DIRECTIONS FOR THIS TASK
Within the records below, find each line that holds the string "options", then copy it.

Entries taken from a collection
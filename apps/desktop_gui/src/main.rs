mod backend_bridge;
mod controller;
mod ui;

use clap::Parser;
use client_core::load_settings;
use crossbeam_channel::bounded;
use eframe::egui;
use tracing_subscriber::EnvFilter;

use crate::backend_bridge::{commands::BackendCommand, runtime};
use crate::controller::events::UiEvent;
use crate::ui::StudentsApp;

#[derive(Parser, Debug)]
struct Args {
    /// Overrides the configured service address.
    #[arg(long)]
    backend_url: Option<String>,
}

fn main() -> eframe::Result<()> {
    tracing_subscriber::fmt()
        .with_env_filter(EnvFilter::try_from_default_env().unwrap_or_else(|_| "info".into()))
        .init();
    let args = Args::parse();

    let mut settings = load_settings();
    if let Some(backend_url) = args.backend_url {
        settings.backend_url = backend_url;
    }

    let (cmd_tx, cmd_rx) = bounded::<BackendCommand>(64);
    let (ui_tx, ui_rx) = bounded::<UiEvent>(256);
    runtime::launch(settings, cmd_rx, ui_tx);

    let options = eframe::NativeOptions {
        viewport: egui::ViewportBuilder::default()
            .with_title("Student Record Management")
            .with_inner_size([720.0, 760.0])
            .with_min_inner_size([480.0, 520.0]),
        ..Default::default()
    };
    eframe::run_native(
        "Student Record Management",
        options,
        Box::new(|_cc| Ok(Box::new(StudentsApp::new(cmd_tx, ui_rx)))),
    )
}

FINISHED EXERCISE
    let options = eframe::NativeOptions {
        options,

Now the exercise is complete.